1983 collection of nine stories by Danilo Kiš

The Encyclopedia of the Dead (Serbo-Croatian: Enciklopedija mrtvih) is a collection of nine stories by Yugoslav author Danilo Kiš. Combining history and fiction in what critics have seen as a postmodern fashion, the stories (which have been compared to the work of Jorge Luis Borges) have helped cement Kiš's legacy as one of the most important 20th-century Yugoslav authors.

==Background and contents==
The Encyclopedia of the Dead, Kiš's final work, was first published in the Serbo-Croatian language in 1983. A French translation by Pascale Delpech was published by Gallimard in 1985, and received a mixed review in World Literature Today, the reviewer finding them of uneven literary quality (but the translation "excellent"). It was translated in English by Michael Henry Heim (a translation praised for its faithfulness in preserving the original "clarity and precision") and published in 1989 by Farrar, Straus and Giroux, then republished in 1997 by Northwestern UP in their European Classics series.

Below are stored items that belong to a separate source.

//! Shared handler state.
//!
//! # Invariants
//! - One `NoteStore` per process, reachable only through `AppState::store`.
//! - A mutation and its full-file persist complete under one lock, so
//!   concurrent writers inside this process are serialized.

use notekeeper_core::NoteStore;
use std::sync::{Arc, Mutex, MutexGuard, PoisonError};

#[derive(Clone)]
pub struct AppState {
    store: Arc<Mutex<NoteStore>>,
}

impl AppState {
    pub fn new(store: NoteStore) -> Self {
        Self {
            store: Arc::new(Mutex::new(store)),
        }
    }

    /// Locks the store for one request.
    ///
    /// A poisoned lock is recovered: store mutations roll back on failure, so
    /// the guarded data is still consistent.
    pub fn store(&self) -> MutexGuard<'_, NoteStore> {
        self.store.lock().unwrap_or_else(PoisonError::into_inner)
    }
}
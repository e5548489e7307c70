//! `notekeeper-server` entry point.
//!
//! # Responsibility
//! - Validate arguments, load the store, then serve until interrupted.
//! - Exit non-zero with a diagnostic on any startup failure.

use anyhow::{anyhow, Context, Result};
use clap::Parser;
use log::error;
use notekeeper_core::{
    default_log_level, init_logging, AtomicJsonFilePersistence, JsonFilePersistence, LogTarget,
    NoteStore,
};
use notekeeper_server::cli::Args;
use notekeeper_server::{app, server};

#[tokio::main]
async fn main() -> Result<()> {
    let args = Args::parse();

    let target = LogTarget::from_option(args.log_dir.as_deref()).map_err(|err| anyhow!(err))?;
    let level = args.log_level.as_deref().unwrap_or(default_log_level());
    init_logging("notekeeper-server", level, target).map_err(|err| anyhow!(err))?;

    let config = args.server_config().map_err(|err| {
        error!("event=config_check module=server status=error error={err}");
        err
    })?;

    let notes_path = args.notes_path(&config);
    let store = if args.atomic_writes {
        NoteStore::load(AtomicJsonFilePersistence::new(&notes_path))
    } else {
        NoteStore::load(JsonFilePersistence::new(&notes_path))
    }
    .with_context(|| format!("failed to load notes from `{}`", notes_path.display()))?;

    server::serve(&config, app(store))
        .await
        .with_context(|| format!("failed to serve on {}", config.listen_addr()))
}
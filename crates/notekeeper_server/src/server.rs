//! Listener bootstrap for the notes service.

use axum::Router;
use log::info;
use notekeeper_core::ServerConfig;
use notekeeper_http::shutdown_signal;
use tokio::net::TcpListener;

/// Binds `config`'s address and serves `app` until Ctrl-C.
///
/// If the Ctrl-C handler cannot be installed the failure is logged and the
/// server keeps running.
///
/// # Errors
/// - Returns the bind error when the address cannot be resolved or bound.
/// - Returns the accept-loop error when serving fails.
pub async fn serve(config: &ServerConfig, app: Router) -> std::io::Result<()> {
    let listener = TcpListener::bind(config.listen_addr()).await?;
    info!(
        "event=server_listen module=server status=ok addr=http://{} cache_dir={}",
        listener.local_addr()?,
        config.cache_dir.display()
    );

    axum::serve(listener, app)
        .with_graceful_shutdown(shutdown_signal("server"))
        .await?;

    info!("event=server_stop module=server status=ok");
    Ok(())
}
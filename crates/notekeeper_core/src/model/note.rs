//! Note domain model.
//!
//! # Responsibility
//! - Define the named text record shared by store, persistence and HTTP layers.
//! - Keep the serialized shape identical to the persisted JSON document.
//!
//! # Invariants
//! - `name` is fixed at creation; only `text` is mutable through the store.
//! - The JSON shape is exactly `{ "name": string, "text": string }`.

use serde::{Deserialize, Serialize};

/// Named text record.
#[derive(Debug, Clone, PartialEq, Eq, Serialize, Deserialize)]
#[cfg_attr(feature = "openapi", derive(utoipa::ToSchema))]
pub struct Note {
    /// Unique identifier within one store.
    pub name: String,
    /// Mutable note body.
    pub text: String,
}

impl Note {
    pub fn new(name: impl Into<String>, text: impl Into<String>) -> Self {
        Self {
            name: name.into(),
            text: text.into(),
        }
    }
}

#[cfg(test)]
mod tests {
    use super::Note;

    #[test]
    fn serializes_to_name_text_object() {
        let note = Note::new("a", "hello");
        let value = serde_json::to_value(&note).expect("note should serialize");
        assert_eq!(value, serde_json::json!({ "name": "a", "text": "hello" }));
    }

    #[test]
    fn rejects_objects_missing_text() {
        let result = serde_json::from_str::<Note>(r#"{ "name": "a" }"#);
        assert!(result.is_err());
    }
}
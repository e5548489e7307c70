//! HTTP plumbing shared by the notes and cache servers.
//!
//! # Responsibility
//! - One access-log middleware so both services log requests identically.
//! - One shutdown future so both services react to Ctrl-C identically.

pub mod request_log;
pub mod shutdown;

pub use request_log::log_requests;
pub use shutdown::{shutdown_signal, wait_for_shutdown};
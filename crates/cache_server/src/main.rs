//! `cache-server` entry point.
//!
//! # Responsibility
//! - Validate host, port and cache directory before binding.
//! - Exit non-zero with a diagnostic when any of them is unusable.

use anyhow::{anyhow, Context, Result};
use cache_server::Args;
use clap::Parser;
use log::error;
use notekeeper_core::{default_log_level, init_logging, LogTarget};

#[tokio::main]
async fn main() -> Result<()> {
    let args = Args::parse();

    let target = LogTarget::from_option(args.log_dir.as_deref()).map_err(|err| anyhow!(err))?;
    let level = args.log_level.as_deref().unwrap_or(default_log_level());
    init_logging("cache-server", level, target).map_err(|err| anyhow!(err))?;

    let config = args.server_config().map_err(|err| {
        error!("event=config_check module=cache status=error error={err}");
        err
    })?;

    cache_server::serve(&config)
        .await
        .with_context(|| format!("failed to serve on {}", config.listen_addr()))
}
//! HTTP surface of the notes service.
//!
//! # Responsibility
//! - Expose the note CRUD routes, upload form and API document over axum.
//! - Map store outcomes to HTTP statuses.
//!
//! # Invariants
//! - Handlers reach the store only through `AppState`.
//! - Every mutation is persisted before its response is sent.

pub mod cli;
pub mod docs;
pub mod error;
pub mod form;
pub mod handlers;
pub mod routes;
pub mod server;
pub mod state;

pub use error::ApiError;
pub use routes::{app, router};
pub use state::AppState;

The stories combine fiction and history in a postmodern fashion. In a postscript, Kiš provides historical backgrounds and other information. As in his other works, in The Encyclopedia Kiš attempts to "piece together the hybrid identity of the Balkans"; his effort "is mediated through contradictory strategies (documentary, myth, imaginary projection, metafictional allusions and references) that cannot provide narrative coherences or certitudes". A Tomb for Boris Davidovich was "a cenotaph...for the hidden victims of Stalin's purges", and The Encyclopedia is an extension of that project of cataloging the victims of history "along more blatantly metaphysical lines", according to Chris Power. As in A Tomb, a predilection with missing texts is an important theme in The Encyclopedia—in A Tomb, for instance, the missing entry in the Encyclopedia of Revolutionaries for the titular character, and in An Encyclopedia the lost correspondence of Mendel Osipovich in "Red Stamps with Lenin's Picture".

==Reception and influence==
Kiš is frequently compared to Jorge Luis Borges (he had been accused of plagiarizing Borges and James Joyce in A Tomb for Boris Davidovich, which prompted a "scathing response" in The Anatomy Lesson (1978)), and critics find this to be especially true of The Encyclopedia. According to Angela Carter's review of The Encyclopedia, however, Kiš "is more haunted, less antic than the Argentine master". The Slovenian poet Aleš Debeljak mentioned both Borges and Kiš in a 1994 essay called "The Disintegration of Yugoslavia: The Twilight of the Idols"; Debeljak, in a passage on who it was that young Yugoslav writers of the 1980s looked up to, explained that "the truly decisive role in our formation as writers wasn't Borges, as influential as he was, but Danilo Kiš", citing The Encyclopedia as one of three Kiš titles. Less positive is German poet and translator Michael Hofmann, who in a 1989 review in The Times Literary Supplement called Kiš "a highly deliberate and self-conscious author of vaguely Pyrrhic books" and finds "terrible cliches" and predictable outlines in the stories.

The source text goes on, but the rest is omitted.